Newly discovered biomarker can better guide treatment for melanoma patients

This image depicts the gross appearance of a cutaneous pigmented lesion, which had been diagnosed as superficial spreading malignant melanoma (SSMM). (CDC.gov)

Researchers have discovered a new biomarker that can predict whether melanoma patients with mutations in the BRAF gene will respond to certain kinds of cancer medications.

The discovery could help better guide treatment for patients with the disease, as they are often subjected to ineffective therapies to which their bodies are resistant.

The BRAF gene has been found to be an effective drug target for treating melanoma cancers, and the Food and Drug Administration (FDA) has approved two drugs inhibiting this gene.  However, patients with melanomas harboring mutations in the BRAF gene are sometimes resistant to these medications, and most people who initially respond to BRAF-targeting therapies eventually relapse, as their tumors become resistant to the drugs.

While BRAF mutations are present in only 7 percent of all human cancers, they are seen in approximately 50 percent of melanomas.  And there’s no concrete way of knowing which patients with BRAF mutations will respond to BRAF-targeting treatments and which ones will not.

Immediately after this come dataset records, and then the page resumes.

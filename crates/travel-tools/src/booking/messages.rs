//! User-facing messages returned in result `error` fields.

pub const PAST_DATE: &str =
    "Please provide a date in the format: YYYY-MM-DD, and I will try the search again.";
pub const FLIGHT_SEARCH_FAILED: &str = "Failed to search for flights. Please try again.";
pub const UNPROCESSABLE_FLIGHTS: &str =
    "Unable to process flight search results. Please try again.";

pub const SCHEDULE_CHANGED: &str = "This flight's schedule has recently changed or has been booked out. Please search with a later date. I apologize for the inconvenience.";
pub const NO_MATCHING_FLIGHTS: &str = "No flights found matching the criteria";
pub const FLIGHT_NOT_FOUND: &str = "Could not find the selected flight. Please search again.";
pub const PRICE_CONFIRMATION_FAILED: &str = "Price confirmation failed";
pub const BOOKING_FAILED: &str = "Booking failed";

pub const HOTEL_SEARCH_FAILED: &str = "Hotel search failed";
pub const NO_HOTELS_FOUND: &str = "No hotels found in the specified location";

pub const TRANSFER_SEARCH_FAILED: &str = "Transfer search failed";

pub fn invalid_origin(origin: &str) -> String {
    format!(
        "Invalid origin airport code: {}. Please provide a valid IATA airport code.",
        origin
    )
}

pub fn invalid_destination(destination: &str) -> String {
    format!(
        "Invalid destination airport code: {}. Please provide a valid IATA airport code.",
        destination
    )
}

pub fn invalid_date(date: &str) -> String {
    format!(
        "Invalid date format: {}. Please provide the date in YYYY-MM-DD format.",
        date
    )
}

pub fn no_flights_found(origin: &str, destination: &str, date: &str) -> String {
    format!(
        "No flights found from {} to {} on {}. Try different dates or airports.",
        origin, destination, date
    )
}

/// Apology shown when the provider cannot be reached or answers nonsense.
fn apology(attempt: &str, retry: &str) -> String {
    format!(
        "I encountered an issue while trying to {}. This could be due to temporary availability issues. Please try searching for {} again, and I'll help you complete the booking. Also could be the access token issue, try refreshing it. Sorry for the inconvenience!",
        attempt, retry
    )
}

pub fn flight_search_apology() -> String {
    apology("search for your flight", "flights")
}

pub fn flight_booking_apology() -> String {
    apology("book your flight", "flights")
}

pub fn hotel_search_apology() -> String {
    apology("search for hotels", "hotels")
}

pub fn transfer_search_apology() -> String {
    apology("search for transfers", "transfers")
}

#[cfg(test)]
mod tests {
    use super::*;

    #[test]
    fn test_apology_wording() {
        assert_eq!(
            flight_search_apology(),
            "I encountered an issue while trying to search for your flight. This could be due to temporary availability issues. Please try searching for flights again, and I'll help you complete the booking. Also could be the access token issue, try refreshing it. Sorry for the inconvenience!"
        );
        assert!(hotel_search_apology().contains("Please try searching for hotels again"));
        assert!(transfer_search_apology().starts_with(
            "I encountered an issue while trying to search for transfers."
        ));
    }
}
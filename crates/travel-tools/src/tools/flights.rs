//! Flight search and booking tools.

use std::sync::Arc;

use async_trait::async_trait;
use serde_json::{json, Value};
use tracing::debug;
use travel_core::flight::{BookFlightParams, FlightSearchParams};

use crate::booking::BookingService;
use crate::error::ToolError;
use crate::tool::{Tool, ToolArgs, ToolName, ToolOutput};

/// Search flight offers between two airports on a date.
pub struct SearchFlights {
    service: Arc<BookingService>,
}

impl SearchFlights {
    pub fn new(service: Arc<BookingService>) -> Self {
        Self { service }
    }
}

#[async_trait]
impl Tool for SearchFlights {
    fn name(&self) -> ToolName {
        ToolName::SearchFlights
    }

    fn description(&self) -> &str {
        "Search for available flights between airports using IATA codes"
    }

    fn parameters(&self) -> Value {
        json!({
            "type": "object",
            "properties": {
                "origin": {
                    "type": "string",
                    "description": "Origin airport IATA code (3 letters, e.g., 'LAX' for Los Angeles)"
                },
                "destination": {
                    "type": "string",
                    "description": "Destination airport IATA code (3 letters, e.g., 'JFK' for New York)"
                },
                "departure_date": {
                    "type": "string",
                    "description": "Departure date in YYYY-MM-DD format"
                }
            },
            "required": ["origin", "destination", "departure_date"]
        })
    }

    async fn execute(&self, args: ToolArgs) -> Result<ToolOutput, ToolError> {
        let params: FlightSearchParams = args.parse()?;
        debug!(
            "Searching flights {} -> {} on {}",
            params.origin, params.destination, params.departure_date
        );
        ToolOutput::from_outcome(&self.service.search_flights(&params).await)
    }
}

/// Book a previously found flight offer.
pub struct BookFlight {
    service: Arc<BookingService>,
}

impl BookFlight {
    pub fn new(service: Arc<BookingService>) -> Self {
        Self { service }
    }
}

#[async_trait]
impl Tool for BookFlight {
    fn name(&self) -> ToolName {
        ToolName::BookFlight
    }

    fn description(&self) -> &str {
        "Book a flight for a traveler"
    }

    fn parameters(&self) -> Value {
        json!({
            "type": "object",
            "properties": {
                "flight_id": {
                    "type": "string",
                    "description": "ID of the selected flight"
                },
                "origin": {
                    "type": "string",
                    "description": "Origin airport IATA code"
                },
                "destination": {
                    "type": "string",
                    "description": "Destination airport IATA code"
                },
                "departure_date": {
                    "type": "string",
                    "description": "Departure date in YYYY-MM-DD format"
                },
                "traveler": {
                    "type": "object",
                    "properties": {
                        "dateOfBirth": {
                            "type": "string",
                            "description": "Date of birth in YYYY-MM-DD format"
                        },
                        "name": {
                            "type": "object",
                            "properties": {
                                "firstName": {
                                    "type": "string",
                                    "description": "Traveler's first name"
                                },
                                "lastName": {
                                    "type": "string",
                                    "description": "Traveler's last name"
                                }
                            },
                            "required": ["firstName", "lastName"]
                        },
                        "gender": {
                            "type": "string",
                            "description": "Traveler's gender (MALE or FEMALE)",
                            "enum": ["MALE", "FEMALE"]
                        },
                        "contact": {
                            "type": "object",
                            "properties": {
                                "emailAddress": {
                                    "type": "string",
                                    "description": "Traveler's email address"
                                },
                                "phones": {
                                    "type": "array",
                                    "items": {
                                        "type": "object",
                                        "properties": {
                                            "countryCallingCode": {
                                                "type": "string",
                                                "description": "Country calling code (e.g., '1' for USA)"
                                            },
                                            "number": {
                                                "type": "string",
                                                "description": "Phone number without country code"
                                            }
                                        },
                                        "required": ["countryCallingCode", "number"]
                                    }
                                }
                            },
                            "required": ["emailAddress", "phones"]
                        }
                    },
                    "required": ["dateOfBirth", "name", "gender", "contact"]
                }
            },
            "required": ["flight_id", "origin", "destination", "departure_date", "traveler"]
        })
    }

    async fn execute(&self, args: ToolArgs) -> Result<ToolOutput, ToolError> {
        let params: BookFlightParams = args.parse()?;
        debug!("Booking flight offer {}", params.flight_id);
        ToolOutput::from_outcome(&self.service.book_flight(params).await)
    }
}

“For virtually untreatable cancers, we’re seeing response rates of 60 to 80 percent with BRAF-targeting drugs.” Dr. Ryan Corcoran, a clinical investigator and assistant professor at the Massachusetts General Hospital Cancer Center and Harvard Medical School in Boston, Mass., told FoxNews.com.   “…But 60 to 80 percent response rate means there are still 20 to 40 percent of patients who don’t respond.  Determining which patients are most likely to respond (to these drugs) and perhaps should be diverted to an alternative therapy could be really beneficial.”

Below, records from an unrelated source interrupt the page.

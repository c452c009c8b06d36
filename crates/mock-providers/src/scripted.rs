//! Scripted chat provider - replays queued responses in order.

use std::collections::VecDeque;
use std::sync::Mutex;

use async_trait::async_trait;
use travel_core::{ChatError, ChatProvider, ChatRequest, ChatResponse};

enum Step {
    Respond(ChatResponse),
    Fail(String),
}

/// A chat provider that answers from a script.
///
/// Each call to `complete` pops the next scripted step. When the script is
/// exhausted the provider fails with `ProcessingFailed`. Every request is
/// recorded, so tests can inspect what the conversation looked like at each
/// turn.
#[derive(Default)]
pub struct ScriptedChatProvider {
    script: Mutex<VecDeque<Step>>,
    requests: Mutex<Vec<ChatRequest>>,
}

impl ScriptedChatProvider {
    pub fn new() -> Self {
        Self::default()
    }

    /// Queue a response.
    pub fn then(self, response: ChatResponse) -> Self {
        self.push(Step::Respond(response));
        self
    }

    /// Queue a provider failure.
    pub fn then_fail(self, message: impl Into<String>) -> Self {
        self.push(Step::Fail(message.into()));
        self
    }

    fn push(&self, step: Step) {
        if let Ok(mut script) = self.script.lock() {
            script.push_back(step);
        }
    }

    /// Requests received so far, oldest first.
    pub fn requests(&self) -> Vec<ChatRequest> {
        self.requests
            .lock()
            .map(|requests| requests.clone())
            .unwrap_or_default()
    }

    /// Number of scripted steps not yet consumed.
    pub fn remaining(&self) -> usize {
        self.script.lock().map(|script| script.len()).unwrap_or(0)
    }
}

#[async_trait]
impl ChatProvider for ScriptedChatProvider {
    async fn complete(&self, request: &ChatRequest) -> Result<ChatResponse, ChatError> {
        if let Ok(mut requests) = self.requests.lock() {
            requests.push(request.clone());
        }

        let step = self
            .script
            .lock()
            .ok()
            .and_then(|mut script| script.pop_front());

        match step {
            Some(Step::Respond(response)) => Ok(response),
            Some(Step::Fail(message)) => Err(ChatError::ProcessingFailed(message)),
            None => Err(ChatError::ProcessingFailed(
                "chat script exhausted".to_string(),
            )),
        }
    }

    fn name(&self) -> &str {
        "ScriptedChatProvider"
    }
}
//! Configuration loaded from environment variables.

use std::env;
use std::net::SocketAddr;

const DEFAULT_ADDR: &str = "127.0.0.1:8000";

/// Chat server configuration.
///
/// Provider credentials are read by the provider crates themselves.
#[derive(Debug, Clone)]
pub struct Config {
    /// Server bind address.
    pub addr: SocketAddr,
}

impl Config {
    /// Load configuration from environment variables.
    ///
    /// | Variable | Description | Default |
    /// |----------|-------------|---------|
    /// | `TRAVEL_API_ADDR` | Server bind address | `127.0.0.1:8000` |
    pub fn from_env() -> Result<Self, ConfigError> {
        let raw = env::var("TRAVEL_API_ADDR").unwrap_or_else(|_| DEFAULT_ADDR.to_string());
        let addr = raw
            .parse()
            .map_err(|_| ConfigError::InvalidAddr(raw.clone()))?;

        Ok(Self { addr })
    }
}

/// Configuration errors.
#[derive(Debug, thiserror::Error)]
pub enum ConfigError {
    #[error("Invalid TRAVEL_API_ADDR: {0}")]
    InvalidAddr(String),
}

Corcoran said that previous research has identified numerous mechanisms behind the resistance to BRAF inhibitors, but it can be a daunting task screening patients for these mechanisms. So he and his team decided to analyze them further.

“We thought, ‘Perhaps all these resistance mechanisms converge into a key downstream pathway,’” Corcoran said.  “Then maybe we could get a more universal yes-or-no predictor to see if patients respond to the drugs.”

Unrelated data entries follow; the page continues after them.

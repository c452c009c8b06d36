//! Flight search and booking records.
//!
//! Traveler, document and payment records carry the default literals used
//! whenever the model omits them, so a booking can always be submitted with
//! a complete traveler payload.

use serde::{Deserialize, Serialize};

use crate::outcome::ToolOutcome;
use crate::value::Money;

/// Arguments of the `search_flights` tool.
#[derive(Debug, Clone, PartialEq, Eq, Serialize, Deserialize)]
pub struct FlightSearchParams {
    /// Origin airport IATA code.
    pub origin: String,
    /// Destination airport IATA code.
    pub destination: String,
    /// `YYYY-MM-DD`.
    pub departure_date: String,
}

/// One end of a flight segment.
#[derive(Debug, Clone, PartialEq, Eq, Serialize, Deserialize)]
pub struct SegmentEndpoint {
    pub time: String,
    pub airport: String,
}

#[derive(Debug, Clone, PartialEq, Eq, Serialize, Deserialize)]
pub struct FlightSegment {
    pub carrier: String,
    pub number: String,
    pub departure: SegmentEndpoint,
    pub arrival: SegmentEndpoint,
}

/// The itinerary of an offer.
#[derive(Debug, Clone, PartialEq, Eq, Serialize, Deserialize)]
pub struct FlightInfo {
    pub segments: Vec<FlightSegment>,
    pub total_duration: String,
    /// Always `segments.len() - 1`.
    pub stops: usize,
}

impl FlightInfo {
    pub fn new(segments: Vec<FlightSegment>, total_duration: impl Into<String>) -> Self {
        let stops = segments.len().saturating_sub(1);
        Self {
            segments,
            total_duration: total_duration.into(),
            stops,
        }
    }
}

pub type FlightPrice = Money;

/// A priced flight offer.
#[derive(Debug, Clone, PartialEq, Eq, Serialize, Deserialize)]
pub struct Flight {
    pub price: FlightPrice,
    pub flight: FlightInfo,
}

/// Outcome of a flight search: either flights or an error, never both.
#[derive(Debug, Clone, PartialEq, Serialize)]
pub struct FlightSearchResult {
    flights: Option<Vec<Flight>>,
    error: Option<String>,
}

impl FlightSearchResult {
    pub fn found(flights: Vec<Flight>) -> Self {
        Self {
            flights: Some(flights),
            error: None,
        }
    }

    pub fn failed(error: impl Into<String>) -> Self {
        Self {
            flights: None,
            error: Some(error.into()),
        }
    }

    pub fn flights(&self) -> &[Flight] {
        self.flights.as_deref().unwrap_or_default()
    }

    pub fn error(&self) -> Option<&str> {
        self.error.as_deref()
    }
}

impl ToolOutcome for FlightSearchResult {
    fn error_message(&self) -> Option<&str> {
        self.error()
    }
}

#[derive(Debug, Clone, PartialEq, Eq, Serialize, Deserialize)]
#[serde(rename_all = "camelCase")]
pub struct TravelerName {
    pub first_name: String,
    pub last_name: String,
}

fn mobile() -> String {
    "MOBILE".to_string()
}

#[derive(Debug, Clone, PartialEq, Eq, Serialize, Deserialize)]
#[serde(rename_all = "camelCase")]
pub struct Phone {
    #[serde(default = "mobile")]
    pub device_type: String,
    pub country_calling_code: String,
    pub number: String,
}

#[derive(Debug, Clone, PartialEq, Eq, Serialize, Deserialize)]
#[serde(rename_all = "camelCase")]
pub struct Contact {
    pub email_address: String,
    pub phones: Vec<Phone>,
}

/// Identity document sent with a flight order.
#[derive(Debug, Clone, PartialEq, Eq, Serialize, Deserialize)]
#[serde(rename_all = "camelCase", default)]
pub struct Document {
    pub document_type: String,
    pub birth_place: String,
    pub issuance_location: String,
    pub issuance_date: String,
    pub number: String,
    pub expiry_date: String,
    pub issuance_country: String,
    pub validity_country: String,
    pub nationality: String,
    pub holder: String,
}

impl Default for Document {
    fn default() -> Self {
        Self {
            document_type: "PASSPORT".to_string(),
            birth_place: "Boston".to_string(),
            issuance_location: "Boston".to_string(),
            issuance_date: "2020-03-12".to_string(),
            number: "00000000".to_string(),
            expiry_date: "2030-04-14".to_string(),
            issuance_country: "US".to_string(),
            validity_country: "US".to_string(),
            nationality: "US".to_string(),
            holder: "true".to_string(),
        }
    }
}

#[derive(Debug, Clone, PartialEq, Eq, Serialize, Deserialize)]
#[serde(rename_all = "camelCase", default)]
pub struct CardInfo {
    pub vendor_code: String,
    pub card_number: String,
    /// `YYYY-MM`.
    pub expiry_date: String,
    pub security_code: String,
    pub holder_name: String,
}

impl Default for CardInfo {
    fn default() -> Self {
        Self {
            vendor_code: "VI".to_string(),
            card_number: "4111111111111111".to_string(),
            expiry_date: "2025-12".to_string(),
            security_code: "123".to_string(),
            holder_name: "John Smith".to_string(),
        }
    }
}

#[derive(Debug, Clone, PartialEq, Eq, Serialize, Deserialize)]
#[serde(rename_all = "camelCase", default)]
pub struct BillingAddress {
    pub lines: Vec<String>,
    pub postal_code: String,
    pub city_name: String,
    pub country_code: String,
    pub state_code: Option<String>,
}

impl Default for BillingAddress {
    fn default() -> Self {
        Self {
            lines: vec!["123 Main St".to_string()],
            postal_code: "12345".to_string(),
            city_name: "Boston".to_string(),
            country_code: "US".to_string(),
            state_code: Some("MA".to_string()),
        }
    }
}

#[derive(Debug, Clone, PartialEq, Eq, Serialize, Deserialize)]
#[serde(default)]
pub struct PaymentInfo {
    pub method: String,
    pub card: CardInfo,
    pub billing_address: BillingAddress,
}

impl Default for PaymentInfo {
    fn default() -> Self {
        Self {
            method: "creditCard".to_string(),
            card: CardInfo::default(),
            billing_address: BillingAddress::default(),
        }
    }
}

/// The passenger on a flight order.
#[derive(Debug, Clone, PartialEq, Eq, Serialize, Deserialize)]
#[serde(rename_all = "camelCase", default)]
pub struct Traveler {
    pub id: String,
    pub date_of_birth: String,
    pub name: TravelerName,
    /// `MALE` or `FEMALE`, passed to the provider as given.
    pub gender: String,
    pub contact: Contact,
    pub documents: Vec<Document>,
    pub payment: PaymentInfo,
}

impl Default for Traveler {
    fn default() -> Self {
        Self {
            id: "1".to_string(),
            date_of_birth: "2000-01-16".to_string(),
            name: TravelerName {
                first_name: "John".to_string(),
                last_name: "Smith".to_string(),
            },
            gender: "MALE".to_string(),
            contact: Contact {
                email_address: "john@smith.com".to_string(),
                phones: vec![Phone {
                    device_type: mobile(),
                    country_calling_code: "1".to_string(),
                    number: "4792781794".to_string(),
                }],
            },
            documents: vec![Document::default()],
            payment: PaymentInfo::default(),
        }
    }
}

/// Arguments of the `book_flight` tool.
#[derive(Debug, Clone, PartialEq, Eq, Serialize, Deserialize)]
pub struct BookFlightParams {
    /// Offer id from a previous search.
    pub flight_id: String,
    pub origin: String,
    pub destination: String,
    pub departure_date: String,
    #[serde(default)]
    pub traveler: Traveler,
}

/// A segment of a confirmed order.
#[derive(Debug, Clone, PartialEq, Eq, Serialize, Deserialize)]
pub struct BookedSegment {
    /// Carrier code followed by the flight number, e.g. `AA100`.
    pub flight_number: String,
    pub departure: String,
    pub arrival: String,
    pub origin: String,
    pub destination: String,
}

/// Normalized summary of a confirmed flight order.
#[derive(Debug, Clone, PartialEq, Eq, Serialize, Deserialize)]
pub struct FlightDetails {
    pub segments: Vec<BookedSegment>,
    pub total_segments: usize,
    /// First segment's departure airport.
    pub origin: String,
    /// Last segment's arrival airport.
    pub destination: String,
    pub departure: String,
    pub arrival: String,
}

impl FlightDetails {
    /// Summarize an ordered, non-empty segment list.
    pub fn from_segments(segments: Vec<BookedSegment>) -> Option<Self> {
        let first = segments.first()?;
        let last = segments.last()?;
        Some(Self {
            total_segments: segments.len(),
            origin: first.origin.clone(),
            destination: last.destination.clone(),
            departure: first.departure.clone(),
            arrival: last.arrival.clone(),
            segments,
        })
    }
}

#[derive(Debug, Clone, Copy, PartialEq, Eq, Serialize, Deserialize)]
#[serde(rename_all = "lowercase")]
pub enum BookingStatus {
    Confirmed,
    Error,
}

/// Provider call of the three-step flight booking that failed.
///
/// Completed steps are never rolled back; this only reports where the
/// sequence stopped.
#[derive(Debug, Clone, Copy, PartialEq, Eq, Serialize, Deserialize)]
#[serde(rename_all = "lowercase")]
pub enum BookingStep {
    Search,
    Pricing,
    Order,
}

/// Outcome of a flight booking.
#[derive(Debug, Clone, PartialEq, Eq, Serialize)]
pub struct BookingResult {
    booking_reference: Option<String>,
    status: BookingStatus,
    error: Option<String>,
    price: Option<String>,
    flight_details: Option<FlightDetails>,
    traveler_info: Option<Traveler>,
    #[serde(skip_serializing_if = "Option::is_none")]
    failed_step: Option<BookingStep>,
}

impl BookingResult {
    pub fn confirmed(
        booking_reference: impl Into<String>,
        price: impl Into<String>,
        flight_details: FlightDetails,
        traveler: Traveler,
    ) -> Self {
        Self {
            booking_reference: Some(booking_reference.into()),
            status: BookingStatus::Confirmed,
            error: None,
            price: Some(price.into()),
            flight_details: Some(flight_details),
            traveler_info: Some(traveler),
            failed_step: None,
        }
    }

    pub fn failed(step: BookingStep, error: impl Into<String>) -> Self {
        Self {
            booking_reference: None,
            status: BookingStatus::Error,
            error: Some(error.into()),
            price: None,
            flight_details: None,
            traveler_info: None,
            failed_step: Some(step),
        }
    }

    pub fn status(&self) -> BookingStatus {
        self.status
    }

    pub fn is_confirmed(&self) -> bool {
        self.status == BookingStatus::Confirmed
    }

    pub fn booking_reference(&self) -> Option<&str> {
        self.booking_reference.as_deref()
    }

    pub fn error(&self) -> Option<&str> {
        self.error.as_deref()
    }

    pub fn price(&self) -> Option<&str> {
        self.price.as_deref()
    }

    pub fn flight_details(&self) -> Option<&FlightDetails> {
        self.flight_details.as_ref()
    }

    pub fn traveler_info(&self) -> Option<&Traveler> {
        self.traveler_info.as_ref()
    }

    pub fn failed_step(&self) -> Option<BookingStep> {
        self.failed_step
    }
}

impl ToolOutcome for BookingResult {
    fn error_message(&self) -> Option<&str> {
        self.error()
    }
}
//! WebSocket chat channel.
//!
//! Each connection runs its own sequential loop: one inbound text frame is
//! handled to completion before the next is read.

use async_trait::async_trait;
use axum::extract::ws::{Message, WebSocket};
use axum::extract::{State, WebSocketUpgrade};
use axum::response::Response;
use futures::{Sink, SinkExt, StreamExt};
use orchestrator::{ChatSink, OrchestratorError, ServerEvent};
use tokio::sync::Mutex;
use tracing::{debug, info, warn};

use crate::state::AppState;

/// WebSocket upgrade handler.
pub async fn chat_socket(ws: WebSocketUpgrade, State(state): State<AppState>) -> Response {
    ws.on_upgrade(move |socket| handle_socket(socket, state))
}

async fn handle_socket(socket: WebSocket, state: AppState) {
    let id = state.connections.register().await;
    info!(connection = %id, "Chat connection opened");

    let (sender, mut receiver) = socket.split();
    let sink = WsSink::new(sender);

    while let Some(message) = receiver.next().await {
        match message {
            Ok(Message::Text(frame)) => {
                if let Err(e) = state.orchestrator.handle_frame(&frame, &sink).await {
                    info!(connection = %id, "Client went away: {}", e);
                    break;
                }
            }
            Ok(Message::Close(_)) => break,
            Ok(other) => debug!(connection = %id, "Ignoring non-text frame: {:?}", other),
            Err(e) => {
                warn!(connection = %id, "WebSocket receive error: {}", e);
                break;
            }
        }
    }

    let open_for = state.connections.unregister(id).await;
    info!(
        connection = %id,
        seconds = open_for.map(|d| d.num_seconds()).unwrap_or_default(),
        "Chat connection closed"
    );
}

/// Sends server events as JSON text frames.
pub struct WsSink<S> {
    sender: Mutex<S>,
}

impl<S> WsSink<S> {
    pub fn new(sender: S) -> Self {
        Self {
            sender: Mutex::new(sender),
        }
    }
}

#[async_trait]
impl<S> ChatSink for WsSink<S>
where
    S: Sink<Message> + Unpin + Send,
    S::Error: std::fmt::Display,
{
    async fn send(&self, event: ServerEvent) -> Result<(), OrchestratorError> {
        let frame = event
            .to_frame()
            .map_err(|e| OrchestratorError::SendFailed(e.to_string()))?;
        self.sender
            .lock()
            .await
            .send(Message::Text(frame))
            .await
            .map_err(|e| OrchestratorError::SendFailed(e.to_string()))
    }
}

#[cfg(test)]
mod tests {
    use super::*;
    use futures::channel::mpsc;

    #[tokio::test]
    async fn test_events_sent_as_json_text() {
        let (tx, mut rx) = mpsc::channel(4);
        let sink = WsSink::new(tx);

        sink.send(ServerEvent::assistant("Hi there")).await.unwrap();

        match rx.next().await {
            Some(Message::Text(frame)) => assert_eq!(
                frame,
                r#"{"type":"chat_response","role":"assistant","message":"Hi there"}"#
            ),
            other => panic!("unexpected frame: {:?}", other),
        }
    }

    #[tokio::test]
    async fn test_closed_peer_is_disconnect() {
        let (tx, rx) = mpsc::channel(1);
        drop(rx);
        let sink = WsSink::new(tx);

        let err = sink.send(ServerEvent::error("boom")).await.unwrap_err();
        assert!(err.is_disconnect());
    }
}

After analyzing genetic models in the lab, Corcoran and his team found that the signaling pathway TORC1 was a key converging point for these mechanisms and that the presence of a protein called S6 could serve as a good predictor of sensitivity to BRAF-inhibiting medication.

“There’s a protein substraight called S6, which is involved in protein translation in the cell,” Corcoran said. “It’s basically used as an indicator of TORC1 activity.  When the pathway is active, the presence of S6 is elevated, and vice versa.”

In their models, the researchers found that melanoma cancers that were sensitive to BRAF inhibitors saw a suppression of S6 after treatment.  In contrast, almost all melanoma cancers that were resistant to the drugs maintained higher levels of S6 post treatment.

To further verify this finding, the researchers collected tumor biopsies from nine melanoma patients, which had been taken before and after treatment with BRAF-targeting drugs.  The found that one subset of patients had an effective shutdown of S6 after treatment, compared to the other patients who had maintained levels of S6 after treatment.  Ultimately, the group of patients with effective suppression of S6 had a more than fivefold increase in repression-free survival compared to the those who had maintained S6.

“That suggests that if we can identify early on these patients who down regulate or fail to down regulate S6, we can predict who is most likely to respond,” Corcoran.

Applying this new knowledge, Corcoran and his team developed a new technique that can rapidly monitor, in real time, the levels of S6 in tumor cells.  Using fine-needle aspiration biopsies from melanoma patients before and during the first couple weeks of their treatment with BRAF-targeting drugs, they could assess the activity of the S6 signaling pathway and quickly determine a patient’s resistance.

“It’s still in concept phase, but …if you have a way of determining (resistance), you can spare (a patient) unnecessary treatment,” Corcoran said. “By identifying this subgroup, you can do that at a much earlier point, rather than waiting two months, as is done, for a repeat CT scan.  So this is really a way to guide treatment more rapidly and divert more patients to more effective therapy.”

The research was presented at the AACR-NCI-EORTC International Conference on Molecular Targets and Cancer Therapeutics.